Task statement >> List all lines of the data containing the word "output".

Dataset records >>
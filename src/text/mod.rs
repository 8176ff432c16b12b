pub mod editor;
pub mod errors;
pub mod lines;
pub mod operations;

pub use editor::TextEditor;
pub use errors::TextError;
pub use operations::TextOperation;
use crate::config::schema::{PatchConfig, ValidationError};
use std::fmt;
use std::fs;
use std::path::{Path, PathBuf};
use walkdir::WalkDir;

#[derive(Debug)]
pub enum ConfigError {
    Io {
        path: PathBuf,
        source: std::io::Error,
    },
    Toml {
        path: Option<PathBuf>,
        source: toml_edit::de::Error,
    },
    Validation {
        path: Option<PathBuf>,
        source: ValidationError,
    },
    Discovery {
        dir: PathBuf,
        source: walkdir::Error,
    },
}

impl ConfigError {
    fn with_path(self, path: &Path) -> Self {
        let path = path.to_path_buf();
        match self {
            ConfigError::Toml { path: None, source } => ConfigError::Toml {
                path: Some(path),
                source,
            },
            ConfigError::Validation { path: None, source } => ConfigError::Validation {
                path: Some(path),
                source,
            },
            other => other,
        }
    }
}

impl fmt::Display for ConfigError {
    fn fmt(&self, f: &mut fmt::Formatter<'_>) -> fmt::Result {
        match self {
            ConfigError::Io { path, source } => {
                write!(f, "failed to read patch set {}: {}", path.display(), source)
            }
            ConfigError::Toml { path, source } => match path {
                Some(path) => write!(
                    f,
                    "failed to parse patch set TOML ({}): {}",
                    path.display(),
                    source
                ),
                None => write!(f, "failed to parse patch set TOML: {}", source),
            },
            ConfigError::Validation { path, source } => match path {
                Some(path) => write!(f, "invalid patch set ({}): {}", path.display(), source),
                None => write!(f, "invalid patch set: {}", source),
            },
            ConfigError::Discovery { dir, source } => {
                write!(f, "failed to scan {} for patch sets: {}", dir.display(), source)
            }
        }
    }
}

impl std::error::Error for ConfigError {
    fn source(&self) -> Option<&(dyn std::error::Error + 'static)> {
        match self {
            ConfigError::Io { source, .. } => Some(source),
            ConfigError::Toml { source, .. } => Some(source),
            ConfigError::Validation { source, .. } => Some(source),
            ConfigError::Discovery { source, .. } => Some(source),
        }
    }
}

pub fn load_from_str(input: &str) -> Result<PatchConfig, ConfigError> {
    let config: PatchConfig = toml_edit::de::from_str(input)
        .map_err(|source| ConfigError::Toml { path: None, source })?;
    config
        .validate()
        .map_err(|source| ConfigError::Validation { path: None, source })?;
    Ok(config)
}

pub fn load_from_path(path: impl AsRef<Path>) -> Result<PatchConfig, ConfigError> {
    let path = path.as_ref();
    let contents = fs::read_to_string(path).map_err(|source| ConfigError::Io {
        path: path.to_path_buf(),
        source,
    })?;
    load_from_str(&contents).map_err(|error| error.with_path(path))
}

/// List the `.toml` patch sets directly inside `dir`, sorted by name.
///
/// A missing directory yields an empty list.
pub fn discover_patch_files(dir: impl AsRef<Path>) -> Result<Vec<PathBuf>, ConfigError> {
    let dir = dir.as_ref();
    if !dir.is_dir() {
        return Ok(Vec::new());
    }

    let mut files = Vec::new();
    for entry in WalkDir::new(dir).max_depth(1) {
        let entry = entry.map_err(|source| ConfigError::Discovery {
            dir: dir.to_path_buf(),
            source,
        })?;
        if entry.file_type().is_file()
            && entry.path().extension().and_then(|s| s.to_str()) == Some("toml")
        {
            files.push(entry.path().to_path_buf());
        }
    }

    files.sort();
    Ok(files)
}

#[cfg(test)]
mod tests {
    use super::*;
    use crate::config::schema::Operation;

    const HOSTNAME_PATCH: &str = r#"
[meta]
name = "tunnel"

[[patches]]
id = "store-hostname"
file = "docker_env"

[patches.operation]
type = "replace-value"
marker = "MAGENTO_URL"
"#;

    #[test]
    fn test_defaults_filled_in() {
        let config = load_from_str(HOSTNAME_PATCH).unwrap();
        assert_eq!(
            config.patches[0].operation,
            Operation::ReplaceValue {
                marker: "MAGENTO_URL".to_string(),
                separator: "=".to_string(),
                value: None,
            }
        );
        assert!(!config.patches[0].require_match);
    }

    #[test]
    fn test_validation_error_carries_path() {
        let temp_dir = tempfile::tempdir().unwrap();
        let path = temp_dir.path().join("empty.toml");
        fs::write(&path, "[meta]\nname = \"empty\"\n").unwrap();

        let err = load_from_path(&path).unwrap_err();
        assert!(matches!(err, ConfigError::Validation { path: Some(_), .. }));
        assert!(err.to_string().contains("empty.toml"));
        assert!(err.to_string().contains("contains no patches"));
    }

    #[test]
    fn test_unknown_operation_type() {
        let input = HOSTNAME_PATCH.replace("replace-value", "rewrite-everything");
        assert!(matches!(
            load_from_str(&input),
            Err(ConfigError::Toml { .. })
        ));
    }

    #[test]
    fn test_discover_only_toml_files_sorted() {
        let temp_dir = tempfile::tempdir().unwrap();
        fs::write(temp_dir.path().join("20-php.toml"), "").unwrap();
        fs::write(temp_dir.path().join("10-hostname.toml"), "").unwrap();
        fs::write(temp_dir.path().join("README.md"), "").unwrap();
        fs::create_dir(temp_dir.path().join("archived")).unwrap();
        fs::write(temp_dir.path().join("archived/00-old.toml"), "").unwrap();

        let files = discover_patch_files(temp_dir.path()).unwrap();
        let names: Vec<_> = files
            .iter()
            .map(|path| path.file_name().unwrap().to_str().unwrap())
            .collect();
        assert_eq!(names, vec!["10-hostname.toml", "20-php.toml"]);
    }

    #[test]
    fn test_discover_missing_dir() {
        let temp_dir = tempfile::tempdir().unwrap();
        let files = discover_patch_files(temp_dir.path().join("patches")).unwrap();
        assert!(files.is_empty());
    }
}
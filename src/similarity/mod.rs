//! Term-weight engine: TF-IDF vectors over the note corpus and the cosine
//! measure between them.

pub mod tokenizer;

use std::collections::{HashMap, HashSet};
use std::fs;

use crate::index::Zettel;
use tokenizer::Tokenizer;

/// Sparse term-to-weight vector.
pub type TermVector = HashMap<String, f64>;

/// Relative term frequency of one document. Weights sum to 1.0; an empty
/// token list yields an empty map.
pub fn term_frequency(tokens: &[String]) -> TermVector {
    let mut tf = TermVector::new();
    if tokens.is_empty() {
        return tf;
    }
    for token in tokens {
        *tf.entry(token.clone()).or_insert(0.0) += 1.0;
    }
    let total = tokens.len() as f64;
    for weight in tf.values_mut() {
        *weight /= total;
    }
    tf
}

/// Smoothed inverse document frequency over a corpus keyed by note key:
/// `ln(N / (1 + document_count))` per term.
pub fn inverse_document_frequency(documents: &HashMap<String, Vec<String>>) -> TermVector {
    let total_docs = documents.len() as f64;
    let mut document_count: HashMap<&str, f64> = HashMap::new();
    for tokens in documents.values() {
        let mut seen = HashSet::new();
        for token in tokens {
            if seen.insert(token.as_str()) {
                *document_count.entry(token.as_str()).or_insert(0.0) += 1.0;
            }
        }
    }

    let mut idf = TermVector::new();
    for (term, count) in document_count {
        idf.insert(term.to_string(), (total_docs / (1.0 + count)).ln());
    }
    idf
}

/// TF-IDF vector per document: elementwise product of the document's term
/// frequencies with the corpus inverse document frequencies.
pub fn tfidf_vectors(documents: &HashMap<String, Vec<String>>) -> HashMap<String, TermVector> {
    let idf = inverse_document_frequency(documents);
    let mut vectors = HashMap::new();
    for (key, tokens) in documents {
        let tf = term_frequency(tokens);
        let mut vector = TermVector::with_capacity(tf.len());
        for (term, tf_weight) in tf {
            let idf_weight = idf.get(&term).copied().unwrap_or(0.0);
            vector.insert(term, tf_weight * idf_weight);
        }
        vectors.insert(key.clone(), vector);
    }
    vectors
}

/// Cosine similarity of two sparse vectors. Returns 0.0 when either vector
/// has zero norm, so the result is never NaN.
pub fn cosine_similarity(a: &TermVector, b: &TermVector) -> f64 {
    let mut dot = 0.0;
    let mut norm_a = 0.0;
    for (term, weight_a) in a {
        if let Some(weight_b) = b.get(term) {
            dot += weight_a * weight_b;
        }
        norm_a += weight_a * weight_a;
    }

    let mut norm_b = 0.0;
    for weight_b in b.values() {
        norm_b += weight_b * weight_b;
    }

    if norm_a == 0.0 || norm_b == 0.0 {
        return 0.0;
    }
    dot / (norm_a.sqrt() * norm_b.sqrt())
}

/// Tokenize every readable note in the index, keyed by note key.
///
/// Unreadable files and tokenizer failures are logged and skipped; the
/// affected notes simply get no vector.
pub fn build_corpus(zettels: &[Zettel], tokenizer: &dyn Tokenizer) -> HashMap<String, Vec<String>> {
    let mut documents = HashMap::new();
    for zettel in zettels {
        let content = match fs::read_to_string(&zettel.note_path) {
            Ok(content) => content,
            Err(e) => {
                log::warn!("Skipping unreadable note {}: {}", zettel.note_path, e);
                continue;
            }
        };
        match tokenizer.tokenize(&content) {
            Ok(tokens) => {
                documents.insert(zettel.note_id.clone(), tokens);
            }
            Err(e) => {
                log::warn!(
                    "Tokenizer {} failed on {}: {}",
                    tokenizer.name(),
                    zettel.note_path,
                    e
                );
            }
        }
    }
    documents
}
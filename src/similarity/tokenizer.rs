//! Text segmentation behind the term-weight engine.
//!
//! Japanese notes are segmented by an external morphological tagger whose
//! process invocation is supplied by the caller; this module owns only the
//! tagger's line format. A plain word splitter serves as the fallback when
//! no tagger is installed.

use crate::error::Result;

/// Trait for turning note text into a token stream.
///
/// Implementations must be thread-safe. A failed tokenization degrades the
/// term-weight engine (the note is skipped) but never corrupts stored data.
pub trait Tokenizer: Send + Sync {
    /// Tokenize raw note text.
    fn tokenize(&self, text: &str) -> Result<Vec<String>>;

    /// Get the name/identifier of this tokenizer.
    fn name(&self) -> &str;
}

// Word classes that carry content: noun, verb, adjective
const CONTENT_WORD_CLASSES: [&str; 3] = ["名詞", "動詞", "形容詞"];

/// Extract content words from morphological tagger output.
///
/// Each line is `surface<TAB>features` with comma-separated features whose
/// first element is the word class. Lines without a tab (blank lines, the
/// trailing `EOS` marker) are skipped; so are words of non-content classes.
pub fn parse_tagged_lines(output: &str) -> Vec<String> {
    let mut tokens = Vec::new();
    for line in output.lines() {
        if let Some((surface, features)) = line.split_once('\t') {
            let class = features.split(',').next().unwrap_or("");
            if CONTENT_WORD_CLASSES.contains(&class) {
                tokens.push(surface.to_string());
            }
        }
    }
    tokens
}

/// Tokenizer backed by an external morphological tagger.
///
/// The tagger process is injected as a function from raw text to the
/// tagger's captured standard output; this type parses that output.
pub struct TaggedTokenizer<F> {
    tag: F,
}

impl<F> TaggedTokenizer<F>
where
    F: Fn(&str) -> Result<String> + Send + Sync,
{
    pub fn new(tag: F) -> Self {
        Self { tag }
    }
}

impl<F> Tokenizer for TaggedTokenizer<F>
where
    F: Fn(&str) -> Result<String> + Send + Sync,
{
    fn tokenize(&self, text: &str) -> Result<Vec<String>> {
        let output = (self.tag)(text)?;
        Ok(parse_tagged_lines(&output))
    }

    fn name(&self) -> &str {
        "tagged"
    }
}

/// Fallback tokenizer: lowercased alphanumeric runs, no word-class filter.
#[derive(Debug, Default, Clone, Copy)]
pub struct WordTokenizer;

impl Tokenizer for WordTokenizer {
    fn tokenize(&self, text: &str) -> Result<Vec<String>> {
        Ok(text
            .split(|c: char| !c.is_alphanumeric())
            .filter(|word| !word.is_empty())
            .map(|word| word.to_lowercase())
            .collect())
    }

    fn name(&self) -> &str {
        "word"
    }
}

Finished exercise >>
/// Extract content words from morphological tagger output.
pub fn parse_tagged_lines(output: &str) -> Vec<String> {
    for line in output.lines() {
/// tagger's captured standard output; this type parses that output.
        let output = (self.tag)(text)?;
        Ok(parse_tagged_lines(&output))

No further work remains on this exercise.